13 Nisan Cumartesi Bilkent Senfoni Orkestrası’nın konuk şef Ion Marin ve solist Alman-Japon piyanist Alice Sara Ott ile gerçekleştireceği konserde,19. yüzyıl bestecilerinden müzik tarihine yön vermiş en önemli isimlerin; Wagner, Liszt ve Brahms’ın eserleri seslendirilecek.
Romanya asıllı Avusturya vatandaşı olan şef Ion Marin zengin, senfonik repertuarıyla ünlü olduğu kadar, dünya opera sahnelerinin de aranılan bir şefi. Berlin Filarmoni, Viyana Senfoni, Londra Filarmoni gibi seçkin orkestraları yöneten Ion Marin 2005 yılında Berlin Filarmoni Orkestrası üyelerinden oluşan, bir oda orkestrası olan Philharmonic Sinfonietta Berlin’in kurucusudur. Sanatçının CD’leri üç kez Grammy Ödülü’ne aday gösterilirken, Deustche
Schallplatten Critic, Altın Diyapozon ve BBC Klasik Müzik Ödüllerini kazanmıştır.

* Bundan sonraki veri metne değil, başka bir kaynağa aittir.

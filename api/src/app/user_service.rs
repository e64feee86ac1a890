//! User service
//!
//! Read-only user queries. The plain query adds display-formatted fields
//! along with the user's group and roles; the location query resolves
//! country and city names through the Locations API using the caller's
//! credential.

use std::collections::HashMap;
use std::sync::Arc;

use async_trait::async_trait;
use chrono::NaiveDate;
use serde::Serialize;
use tokio_util::sync::CancellationToken;
use uuid::Uuid;

use super::command::RequestHandler;
use crate::domain::entities::{Gender, Role, User};
use crate::domain::ports::{LocationsClient, RecordStore, Repository, TrackingMode};
use crate::error::{AppError, DomainError, LocationsError};
use crate::query::{Direction, Query};

const DATE_FORMAT: &str = "%m/%d/%Y";

#[derive(Debug, Clone, Default)]
pub struct UserQueryRequest;

/// Users resolved against the Locations API
#[derive(Debug, Clone, Default)]
pub struct UserLocationQueryRequest {
    /// Inbound token with the scheme prefix stripped
    pub credential: Option<String>,
}

#[derive(Debug, Clone, PartialEq, Serialize)]
#[serde(rename_all = "camelCase")]
pub struct UserQueryResponse {
    pub id: i32,
    pub guid: Uuid,
    pub user_name: String,
    pub first_name: String,
    pub last_name: String,
    pub gender: Gender,
    pub birth_date: Option<NaiveDate>,
    pub registration_date: NaiveDate,
    pub score: f64,
    pub is_active: bool,
    pub address: Option<String>,
    pub country_id: Option<i32>,
    pub city_id: Option<i32>,
    pub group_id: Option<i32>,
    pub role_ids: Vec<i32>,
    pub full_name: String,
    pub gender_f: String,
    pub birth_date_f: String,
    pub registration_date_f: String,
    pub score_f: String,
    pub is_active_f: String,
    /// Country id as text, `"0"` when unset; names come from `/users/locations`
    pub country: String,
    pub city: String,
    /// Group title
    pub group: Option<String>,
    /// Role names, in grant order
    pub roles: Vec<String>,
}

impl UserQueryResponse {
    pub fn new<'a>(
        user: User,
        group: Option<String>,
        roles: impl IntoIterator<Item = &'a Role>,
    ) -> Self {
        let (role_ids, roles): (Vec<i32>, Vec<String>) = roles
            .into_iter()
            .map(|role| (role.id, role.name.clone()))
            .unzip();

        Self {
            full_name: user.full_name(),
            gender_f: user.gender.to_string(),
            birth_date_f: user
                .birth_date
                .map(|date| date.format(DATE_FORMAT).to_string())
                .unwrap_or_default(),
            registration_date_f: user.registration_date.format(DATE_FORMAT).to_string(),
            score_f: format_score(user.score),
            is_active_f: if user.is_active { "Active" } else { "Not Active" }.to_string(),
            country: user.country_id.unwrap_or(0).to_string(),
            city: user.city_id.unwrap_or(0).to_string(),
            group,
            roles,
            role_ids,
            id: user.id,
            guid: user.guid,
            user_name: user.user_name,
            first_name: user.first_name,
            last_name: user.last_name,
            gender: user.gender,
            birth_date: user.birth_date,
            registration_date: user.registration_date,
            score: user.score,
            is_active: user.is_active,
            address: user.address,
            country_id: user.country_id,
            city_id: user.city_id,
            group_id: user.group_id,
        }
    }
}

#[derive(Debug, Clone, PartialEq, Serialize)]
#[serde(rename_all = "camelCase")]
pub struct UserLocationQueryResponse {
    pub id: i32,
    pub guid: Uuid,
    pub user_name: String,
    pub full_name: String,
    pub address: Option<String>,
    pub country_id: Option<i32>,
    /// Empty when the id is missing or unknown to the Locations API
    pub country: String,
    pub city_id: Option<i32>,
    pub city: String,
}

/// One decimal place with thousands separators, e.g. `1,234.5`
///
/// Non-finite scores render as `NaN`, `inf` or `-inf`.
pub fn format_score(score: f64) -> String {
    if !score.is_finite() {
        return score.to_string();
    }

    let fixed = format!("{:.1}", score.abs());
    let (whole, fraction) = fixed.split_once('.').unwrap_or((fixed.as_str(), "0"));

    let mut grouped = String::with_capacity(whole.len() + whole.len() / 3);
    for (i, digit) in whole.chars().enumerate() {
        if i > 0 && (whole.len() - i) % 3 == 0 {
            grouped.push(',');
        }
        grouped.push(digit);
    }

    let sign = if score < 0.0 && fixed != "0.0" { "-" } else { "" };
    format!("{}{}.{}", sign, grouped, fraction)
}

pub struct UserService<S, L>
where
    S: RecordStore,
    L: LocationsClient,
{
    store: S,
    locations: Arc<L>,
    countries_api_url: Option<String>,
    cities_api_url: Option<String>,
}

impl<S, L> UserService<S, L>
where
    S: RecordStore,
    L: LocationsClient,
{
    pub fn new(
        store: S,
        locations: Arc<L>,
        countries_api_url: Option<String>,
        cities_api_url: Option<String>,
    ) -> Self {
        Self {
            store,
            locations,
            countries_api_url,
            cities_api_url,
        }
    }

    /// Users ordered active first, then by registration date and user name
    fn ordered_users(&self) -> Query<User> {
        self.store
            .users()
            .query(TrackingMode::NoTracking)
            .order_by_key(|user| user.is_active, Direction::Descending)
            .then_by_key(|user| user.registration_date, Direction::Ascending)
            .then_by_key(|user| user.user_name.clone(), Direction::Ascending)
    }

    /// Granted roles keyed by the user holding them
    fn granted_roles(&self) -> Query<(i32, Role)> {
        self.store.user_roles().query(TrackingMode::NoTracking).inner_join(
            self.store.roles().query(TrackingMode::NoTracking),
            |grant| grant.role_id,
            |role| role.id,
            |grant, role| (grant.user_id, role.clone()),
        )
    }
}

/// Await an outbound call unless the request is cancelled first
async fn race<T>(
    cancel: &CancellationToken,
    call: impl std::future::Future<Output = Result<T, LocationsError>>,
) -> Result<T, AppError> {
    tokio::select! {
        biased;
        _ = cancel.cancelled() => Err(DomainError::Cancelled.into()),
        result = call => Ok(result?),
    }
}

#[async_trait]
impl<S, L> RequestHandler<UserQueryRequest> for UserService<S, L>
where
    S: RecordStore,
    L: LocationsClient,
{
    type Output = Query<UserQueryResponse>;

    async fn handle(
        &self,
        _request: UserQueryRequest,
        _cancel: &CancellationToken,
    ) -> Result<Self::Output, AppError> {
        let with_group = self.ordered_users().left_join(
            self.store.groups().query(TrackingMode::NoTracking),
            |user| user.group_id,
            |group| Some(group.id),
            |user, group| (user.clone(), group.map(|group| group.title.clone())),
        );

        Ok(with_group.group_join(
            self.granted_roles(),
            |row| row.0.id,
            |grant| grant.0,
            |(user, group), grants| {
                UserQueryResponse::new(user.clone(), group.clone(), grants.iter().map(|g| &g.1))
            },
        ))
    }
}

#[async_trait]
impl<S, L> RequestHandler<UserLocationQueryRequest> for UserService<S, L>
where
    S: RecordStore,
    L: LocationsClient,
{
    type Output = Query<UserLocationQueryResponse>;

    async fn handle(
        &self,
        request: UserLocationQueryRequest,
        cancel: &CancellationToken,
    ) -> Result<Self::Output, AppError> {
        let (Some(countries_url), Some(cities_url)) =
            (&self.countries_api_url, &self.cities_api_url)
        else {
            tracing::debug!("Locations API not configured, skipping user locations");
            return Ok(Query::from_records(Vec::new()));
        };
        let credential = request.credential.as_deref();

        let countries = race(cancel, self.locations.countries(countries_url, credential)).await?;
        let cities = race(cancel, self.locations.cities(cities_url, credential)).await?;
        tracing::debug!(
            countries = countries.len(),
            cities = cities.len(),
            "Fetched locations"
        );

        let country_names: HashMap<i32, String> = countries
            .into_iter()
            .map(|c| (c.id, c.country_name.unwrap_or_default()))
            .collect();
        let city_names: HashMap<i32, String> = cities
            .into_iter()
            .map(|c| (c.id, c.city_name.unwrap_or_default()))
            .collect();

        let lookup = |names: &HashMap<i32, String>, id: Option<i32>| {
            id.and_then(|id| names.get(&id).cloned()).unwrap_or_default()
        };

        Ok(self
            .store
            .users()
            .query(TrackingMode::NoTracking)
            .map(move |user| UserLocationQueryResponse {
                full_name: user.full_name(),
                country: lookup(&country_names, user.country_id),
                city: lookup(&city_names, user.city_id),
                id: user.id,
                guid: user.guid,
                user_name: user.user_name,
                address: user.address,
                country_id: user.country_id,
                city_id: user.city_id,
            }))
    }
}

Ion Marin’in yanı sıra, Alman-Japon piyanist Alice Sara Ott dünyanın en önemli salonlarında verdiği konserlerle büyük beğeni toplamış bir sanatçı. Alice Sara Ott on üç yaşında, Hamamatsu Uluslararası Piyano Akademisi Yarışması’nda, “Gelecek Vadeden En Parlak Sanatçı” olarak nitelendirilmiş, iki yıl sonra Silvio Bengalli Uluslararası Piyano Yarışması’nda, genç bir yarışmacı olarak en büyük ödülü almıştır. Alice Sara Ott, solo çalışmalarının yanı sıra, iyi bir oda müziği yorumcusudur. Sanatçı, 2008 yılından bu yana yalnızca Deutsche Grammophon ile çalışmaktadır. Bu etiket ile çıkardığı ilk CD’sinde Liszt’in 12 Transandantal Etüdünü (Études d’exécution transcendante) seslendirmiş, hemen ardından Frédéric Chopin’in valslarının tümünün yer aldığı ikinci CD’sini yayınlamıştır. Bu CD, hem Alman hem de Amerikan Klasik iTunes çizelgelerine birinci sıradan girmiştir. Alice Sara Ott, Chopin albümü ile Ekim 2010’da Klassik Echo Ödülleri’nde Yılın Genç Sanatçısı unvanını almıştır.
Ion Marin yönetimindeki BSO Wagner’in “Rienzi Uvertürü” ile Brahms’ın “Op.98, Mi minör
4. Senfoni”sini seslendirecek. Hızla yükselen kariyeriyle dünya sahnelerinin en parlak yıldızlarından olan Alice Sara Ott ise konserde Liszt’in “Mi bemol majör 1. Piyano Konçertosu”nu yorumlayacak.
Wagner’den bahsetmek gerekirse, 19. yüzyılda Avrupa sanat anlayışını köklü değişimlere uğratan müzisyenlerden biri de 1813-1883 yılları arasında yaşamış olan Richard Wagner’dir. Almanya’da ulusal bütünleşme fikrinin ön plana çıkmasıyla dil ve felsefe bu bütünleşmenin en önemli unsuru olarak görülmüştür. Böylelikle şiirin müziği kapsayarak gelişmesinin en üstün sanat olacağı fikri Alman müzik dünyasında büyük ölçüde kabul görmüş ve edebiyata dayanan bir müzik anlayışı ortaya çıkmıştır. Wagner operalarıyla 19. yüzyılın ikinci yarısında bu doğrultudaki düşüncelerin doruk noktasına ulaşmasını sağlamıştır.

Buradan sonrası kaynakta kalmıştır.